Learning and unlearning are both critical parts of growth – can you share a story of a time when you had to unlearn a lesson?
How to compose myself in every situation and understand not everything deserves a reaction; learn to let things be! In the past, I was very short tempered and did not care who it was I was dealing with, if you had an attitude with me, I had one with you, if you spoke sarcastically, expect the same in return. That attitude of whatever you do to me I can do it back and probably ten times worse, kicked me in the butt. When I was a teacher, I was known as the cool teacher; my students and I were all very close, which other teachers and staff disliked for whatever reason. Being the only black teacher made me feel it was about race. I would walk into the school and laugh at them staring at me with disgust! The job became very uncomfortable once incidents started occurring, thus having meetings after meetings with the principle. A couple of the staff and I bumped heads consistently and every time they would talk crazy to me, I was all for it, my attitude was unmatched!
However having that attitude did no good for me! When we started having constant meetings about the altercations, the principle was on the other teacher’s side and I could not understand why when she knew I was doing my job; going above and beyond to do it. One particular meeting we had, I did not keep my composure once again, but this time, my boss asked to speak with only me after the meeting. She noted, ”you know, you are right in every meeting and have a valid reason for what you are doing and saying, but because of how you handle the situation, yelling, your body language, and your verbiage, all puts you in the hot seat.” At first I still ignored her because of course I thought to myself, well she’s white so she’s on their side, I’m in this alone. So, I decided to look for another job.

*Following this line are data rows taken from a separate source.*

//! Error types for internsync-sync.
//!
//! [`SyncError`] is the run-level taxonomy. Collaborators report their own
//! narrower errors ([`FetchError`], [`SheetError`]); the pipeline decides
//! which run-level kind they become depending on the phase they occur in.

use std::path::PathBuf;

use serde::Serialize;
use thiserror::Error;

use internsync_core::ConfigError;
use internsync_extract::ExtractError;

/// Failures of a [`SourceFetcher`](crate::SourceFetcher).
#[derive(Debug, Error)]
pub enum FetchError {
    /// Connection, DNS or TLS failure.
    #[error("{location} is unreachable: {message}")]
    Unreachable { location: String, message: String },

    /// The server answered with a non-2xx status.
    #[error("{location} returned HTTP {status}")]
    Status { location: String, status: u16 },

    #[error("I/O error reading {path}: {source}")]
    Io {
        path: PathBuf,
        #[source]
        source: std::io::Error,
    },
}

/// Failures of a [`SheetBackend`](crate::SheetBackend).
#[derive(Debug, Error)]
pub enum SheetError {
    /// The backend could not be reached at all.
    #[error("spreadsheet backend unreachable: {0}")]
    Unreachable(String),

    /// The backend answered but refused the request.
    #[error("spreadsheet backend rejected the request (HTTP {status}): {message}")]
    Rejected { status: u16, message: String },

    /// The backend answered with something that is not a value grid.
    #[error("malformed spreadsheet response: {0}")]
    Malformed(String),

    /// The sheet's header does not match the managed columns.
    #[error("unexpected sheet layout: {0}")]
    Layout(String),

    #[error("I/O error at {path}: {source}")]
    Io {
        path: PathBuf,
        #[source]
        source: std::io::Error,
    },
}

/// Something between us and the data we need is unavailable.
#[derive(Debug, Error)]
pub enum TransportError {
    #[error("source fetch failed: {0}")]
    Source(#[source] FetchError),

    #[error("spreadsheet read failed: {0}")]
    Sheet(#[source] SheetError),
}

/// How far a write phase got before it stopped.
#[derive(Debug, Clone, Copy, Default, PartialEq, Eq, Serialize)]
pub struct ApplyProgress {
    pub rows_added: usize,
    pub rows_updated: usize,
    pub ops_applied: usize,
    pub ops_total: usize,
}

/// All errors that can arise from a sync run.
#[derive(Debug, Error)]
pub enum SyncError {
    /// Missing or invalid settings. Not retryable.
    #[error("configuration error: {0}")]
    Config(#[from] ConfigError),

    /// Source or spreadsheet unavailable before any write was issued.
    #[error("transport error: {0}")]
    Transport(#[from] TransportError),

    /// The README no longer contains the expected table.
    #[error("parse error: {0}")]
    Parse(#[from] ExtractError),

    /// The sheet was readable but its header names foreign columns.
    #[error("{0}")]
    Layout(#[source] SheetError),

    /// A write was rejected mid-apply. Earlier operations were applied.
    #[error(
        "backend rejected a write after {} of {} operations ({} rows added, {} rows updated): {source}",
        .progress.ops_applied,
        .progress.ops_total,
        .progress.rows_added,
        .progress.rows_updated
    )]
    Backend {
        #[source]
        source: SheetError,
        progress: ApplyProgress,
    },

    /// I/O error on local state, with annotated path.
    #[error("I/O error at {path}: {source}")]
    Io {
        path: PathBuf,
        #[source]
        source: std::io::Error,
    },

    /// JSON error in the fingerprint store.
    #[error("fingerprint store JSON error: {0}")]
    Json(#[from] serde_json::Error),
}

impl SyncError {
    /// Whether re-running later may succeed without operator action.
    pub fn is_retryable(&self) -> bool {
        match self {
            SyncError::Transport(TransportError::Source(err)) => match err {
                FetchError::Unreachable { .. } => true,
                FetchError::Status { status, .. } => *status == 429 || *status >= 500,
                FetchError::Io { .. } => false,
            },
            SyncError::Transport(TransportError::Sheet(err)) => is_transient(err),
            SyncError::Backend { source, .. } => is_transient(source),
            _ => false,
        }
    }
}

fn is_transient(err: &SheetError) -> bool {
    match err {
        SheetError::Unreachable(_) => true,
        SheetError::Rejected { status, .. } => *status == 429 || *status >= 500,
        _ => false,
    }
}

impl From<FetchError> for SyncError {
    fn from(err: FetchError) -> Self {
        SyncError::Transport(TransportError::Source(err))
    }
}

/// Convenience constructor for [`SyncError::Io`].
pub(crate) fn io_err(path: impl Into<PathBuf>, source: std::io::Error) -> SyncError {
    SyncError::Io {
        path: path.into(),
        source,
    }
}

I went to an interview at another school and when I walked in, there were two African Americans present to interview me, making me feel at ease. My relationship with my students, work ethics, and teaching skills were top tier, so I had no reason to think I would not get the job. The interview was going great and then it got to the last question about my relationship with students. I just knew this school had already been in contact with the other school, and that changed my entire mood. For a moment I kept my composure, although I was boiling inside, but I answered it professionally. At the end we were all smiling and the principle said, “I’ll be in touch, can’t wait to work with you, do you have any questions?” I knew I had the job, I could feel it in my bones until I opened my mouth and asked, “what’s your issue with teachers having a strong bond with their students, especially when it’s not an inappropriate relationship?” Why didn’t I just let the interview end on a good note, their was no need for me to even ask that question, but because I couldn’t let it go, that cost me that job; I would have been at a school with better pay, mixture of ethnicities, better benefits, and other perks. I got in my own way and did not get hired!
Sometimes we don’t realize we are in our own way and our attitude can either take us a long way, short away, or no way at all!